Chairman John Richards said it was pleased to have delivered another strong performance across all our divisions during the period.

"As the housebuilding and construction market has continued to improve, all our divisions have benefitted from the increased demand which has resulted in a strong order book," he said. "Our strategy of bolt on acquisitions has enabled us to significantly expand our product offering, through the acquisition of Taylor Maxwell and Leadcraft, as well as, seeing the Group enter the renewable energy product space with the acquisition of HBS New Energies and UPOWA, a strategically significant sector for the Group moving forward, post period."

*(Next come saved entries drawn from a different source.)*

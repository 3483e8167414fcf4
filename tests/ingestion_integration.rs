//! Ingestion service tests against an in-memory SQLite store

use aipixel::config::IngestionConfig;
use aipixel::error::{ErrorKind, PipelineError};
use aipixel::ingest::{IngestionService, RawReport, RequestContext};
use aipixel::models::{Event, EventGeo, EventPayload, EventType, NewEvent, PageUnload, Plan, Tenant};
use aipixel::storage::{EventStore, SqliteStorage, Storage, Stores};
use anyhow::Result;
use async_trait::async_trait;
use chrono::{DateTime, TimeDelta, Utc};
use serde_json::json;
use std::sync::Arc;

async fn setup(quota: i64) -> (Stores, IngestionService) {
    let storage = SqliteStorage::new("sqlite::memory:", 1).await.unwrap();
    storage.init().await.unwrap();
    let stores = Stores::new(Arc::new(storage));

    let mut tenant = Tenant::new("T1", "Test Site", Plan::Free, Utc::now());
    tenant.events_per_month = quota;
    stores.scope.upsert_tenant(&tenant).await.unwrap();

    let service = IngestionService::new(&stores, &IngestionConfig::default());
    (stores, service)
}

fn report(body: serde_json::Value) -> RawReport {
    serde_json::from_value(body).unwrap()
}

#[tokio::test]
async fn test_page_view_is_persisted() {
    let (stores, service) = setup(100).await;

    let result = service
        .ingest(
            report(json!({
                "type": "page_view",
                "trackingId": "T1",
                "sessionId": "S1",
                "url": "https://example.com/",
                "userAgent": "Mozilla/5.0 (Windows NT 10.0)",
                "data": { "title": "Home", "viewport": { "width": 1280, "height": 720 } }
            })),
            RequestContext {
                geo: EventGeo {
                    country: Some("US".to_string()),
                    ..Default::default()
                },
                ..Default::default()
            },
        )
        .await
        .unwrap();

    assert!(result.event_id > 0);
    assert_eq!(result.event_type, EventType::PageView);
    assert!(!result.classification.detected);

    let events = stores
        .events
        .events_in_range(
            "T1",
            result.timestamp - TimeDelta::seconds(1),
            result.timestamp + TimeDelta::seconds(1),
        )
        .await
        .unwrap();
    assert_eq!(events.len(), 1);
    assert_eq!(events[0].url.as_deref(), Some("https://example.com/"));
    assert_eq!(events[0].geo.country.as_deref(), Some("US"));
    assert!(events[0].classification.is_none());

    let tenant = stores.scope.get_tenant("T1").await.unwrap().unwrap();
    assert_eq!(tenant.events_this_month, 1);
}

#[tokio::test]
async fn test_bot_event_stores_server_classification() {
    let (stores, service) = setup(100).await;

    let result = service
        .ingest(
            report(json!({
                "type": "ai_bot_detected",
                "trackingId": "T1",
                "sessionId": "S1",
                "identifyingString": "Mozilla/5.0 (compatible; ClaudeBot/1.0)",
                "data": { "name": "Something else" }
            })),
            RequestContext::default(),
        )
        .await
        .unwrap();

    assert_eq!(result.classification.matched_name.as_deref(), Some("ClaudeBot"));
    assert_eq!(result.classification.description.as_deref(), Some("Anthropic Claude"));

    let events = stores
        .events
        .events_of_type_in_range("T1", EventType::AiBotDetected, DateTime::<Utc>::MIN_UTC, DateTime::<Utc>::MAX_UTC)
        .await
        .unwrap();
    assert_eq!(events.len(), 1);
    assert!(events[0].is_detected_bot());
}

#[tokio::test]
async fn test_undetected_bot_event_is_still_recorded() {
    let (stores, service) = setup(100).await;

    service
        .ingest(
            report(json!({
                "type": "ai_bot_detected", "trackingId": "T1", "sessionId": "S1",
                "identifyingString": "Mozilla/5.0 (Windows NT 10.0)"
            })),
            RequestContext::default(),
        )
        .await
        .unwrap();

    assert_eq!(stores.events.count_events("T1").await.unwrap(), 1);
}

#[tokio::test]
async fn test_page_unload_from_browser_snippet_is_stored() {
    let (stores, service) = setup(100).await;

    for (data, expected) in [
        (json!({ "timeOnPage": 1500, "scrollDepth": 40 }), Some(40)),
        (json!({ "timeOnPage": 200, "scrollDepth": -1 }), Some(0)),
    ] {
        service
            .ingest(
                report(json!({
                    "type": "page_unload",
                    "trackingId": "T1",
                    "sessionId": "S1",
                    "url": "https://example.com/article",
                    "data": data
                })),
                RequestContext::default(),
            )
            .await
            .unwrap();

        let events = stores
            .events
            .events_of_type_in_range("T1", EventType::PageUnload, DateTime::<Utc>::MIN_UTC, DateTime::<Utc>::MAX_UTC)
            .await
            .unwrap();
        match &events.last().unwrap().payload {
            EventPayload::PageUnload(PageUnload { scroll_depth, .. }) => assert_eq!(*scroll_depth, expected),
            other => panic!("unexpected payload {:?}", other),
        }
    }

    let events = stores
        .events
        .events_of_type_in_range("T1", EventType::PageUnload, DateTime::<Utc>::MIN_UTC, DateTime::<Utc>::MAX_UTC)
        .await
        .unwrap();
    assert_eq!(events.len(), 2);
    let first = events
        .iter()
        .find(|e| matches!(e.payload, EventPayload::PageUnload(PageUnload { time_on_page_ms: Some(1500), .. })));
    assert!(first.is_some(), "timeOnPage is kept");
}

#[tokio::test]
async fn test_invalid_type_creates_nothing() {
    let (stores, service) = setup(100).await;

    let err = service
        .ingest(
            report(json!({ "type": "not_a_real_type", "trackingId": "T1", "sessionId": "S1" })),
            RequestContext::default(),
        )
        .await
        .unwrap_err();

    assert_eq!(err.kind(), ErrorKind::InvalidInput);
    assert_eq!(err.field(), Some("type"));
    assert_eq!(stores.events.count_events("T1").await.unwrap(), 0);
    let tenant = stores.scope.get_tenant("T1").await.unwrap().unwrap();
    assert_eq!(tenant.events_this_month, 0, "rejected reports consume no quota");
}

#[tokio::test]
async fn test_unknown_tenant_is_rejected() {
    let (stores, service) = setup(100).await;

    let err = service
        .ingest(
            report(json!({ "type": "page_view", "trackingId": "nope", "sessionId": "S1" })),
            RequestContext::default(),
        )
        .await
        .unwrap_err();

    assert!(matches!(err, PipelineError::UnknownTenant(ref id) if id == "nope"));
    assert!(!err.is_retryable());
    assert_eq!(stores.events.count_events("nope").await.unwrap(), 0);
}

#[tokio::test]
async fn test_quota_exhaustion_drops_events() {
    let (stores, service) = setup(2).await;

    for _ in 0..2 {
        service
            .ingest(
                report(json!({ "type": "custom", "trackingId": "T1", "sessionId": "S1" })),
                RequestContext::default(),
            )
            .await
            .unwrap();
    }

    let err = service
        .ingest(
            report(json!({ "type": "custom", "trackingId": "T1", "sessionId": "S1" })),
            RequestContext::default(),
        )
        .await
        .unwrap_err();

    assert_eq!(err.kind(), ErrorKind::QuotaExceeded);
    assert_eq!(stores.events.count_events("T1").await.unwrap(), 2);
}

#[tokio::test]
async fn test_concurrent_sessions_are_independent() {
    let (stores, service) = setup(1_000).await;

    let mut handles = vec![];
    for i in 0..20 {
        let service = service.clone();
        handles.push(tokio::spawn(async move {
            service
                .ingest(
                    report(json!({
                        "type": "page_view",
                        "trackingId": "T1",
                        "sessionId": format!("S{}", i % 4),
                        "url": format!("https://example.com/{}", i)
                    })),
                    RequestContext::default(),
                )
                .await
        }));
    }

    let mut ids = vec![];
    for handle in handles {
        ids.push(handle.await.unwrap().unwrap().event_id);
    }
    ids.sort();
    ids.dedup();
    assert_eq!(ids.len(), 20);

    assert_eq!(stores.events.count_events("T1").await.unwrap(), 20);
    let tenant = stores.scope.get_tenant("T1").await.unwrap().unwrap();
    assert_eq!(tenant.events_this_month, 20);
}

/// An event store whose writes always fail
struct BrokenEvents;

#[async_trait]
impl EventStore for BrokenEvents {
    async fn insert_event(&self, _event: &NewEvent) -> Result<i64> {
        anyhow::bail!("disk full")
    }

    async fn events_in_range(
        &self,
        _tracking_id: &str,
        _start: DateTime<Utc>,
        _end: DateTime<Utc>,
    ) -> Result<Vec<Event>> {
        Ok(vec![])
    }

    async fn events_of_type_in_range(
        &self,
        _tracking_id: &str,
        _event_type: EventType,
        _start: DateTime<Utc>,
        _end: DateTime<Utc>,
    ) -> Result<Vec<Event>> {
        Ok(vec![])
    }

    async fn count_events(&self, _tracking_id: &str) -> Result<i64> {
        Ok(0)
    }
}

#[tokio::test]
async fn test_failed_persist_refunds_quota() {
    let (stores, _) = setup(100).await;
    let broken = Stores {
        events: Arc::new(BrokenEvents),
        ..stores.clone()
    };
    let service = IngestionService::new(&broken, &IngestionConfig::default());

    let err = service
        .ingest(
            report(json!({ "type": "page_view", "trackingId": "T1", "sessionId": "S1" })),
            RequestContext::default(),
        )
        .await
        .unwrap_err();

    assert_eq!(err.kind(), ErrorKind::StorageUnavailable);
    assert!(err.is_retryable());
    let tenant = stores.scope.get_tenant("T1").await.unwrap().unwrap();
    assert_eq!(tenant.events_this_month, 0);
}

He believes Brickability is well positioned for the future, and that the scale and diversity of the business, will enable the Group to capitalise on opportunities in the market and further strengthen our positioning.

Toby Thorrington, Director, Edison Group, said splitting these effects out, LFL revenue was ahead by 50-54% in all three divisions though on a two year (pre-COVID) comparative basis, there was more of a divergence with Bricks & Building Materials leading the way (+35%) and Roofing Services the laggard (-17%).

He said the first half was a busy period for this active buy-and-build story, integrating acquisitions (two in H221, two in H122 and one after the period end, its first in the renewable energy space) and a successful equity raise in June in fast and challenging markets characterised by a strong recovery in demand which has caused widely reported supply chain strains and with short term margin effects. 

"The company remains well positioned to further progress its acquisition pipeline," he said. "In outlook terms, management has reiterated and slightly strengthened sentiments at the pre close stage, citing cautious optimism and an anticipated FY22 outturn ‘at least in line with market expectations’."

Provisional Price Adjustment Formulae Indices for Timber, Steel Sections and Steel for Reinforcement showed annual increases of 79.4%, 60.4% and 80% respectively in September. The decision of British Steel to add a temporary £30 per tonne surcharge on the cost of structural steel, due to a rising energy cost, will continue to escalate costs.

Adding to this, HGV shortages and the sharp rises in wholesale energy prices means the situation for brick, block and ceramics is unlikely to improve in the near term with serious repercussions to productivity and critical path, particularly in the residential sector.

ONS’ construction statistics show that following a 12% drop in Q2 2020, construction output (all work) has increased by 9.7% in Q2 2021 year-on-year.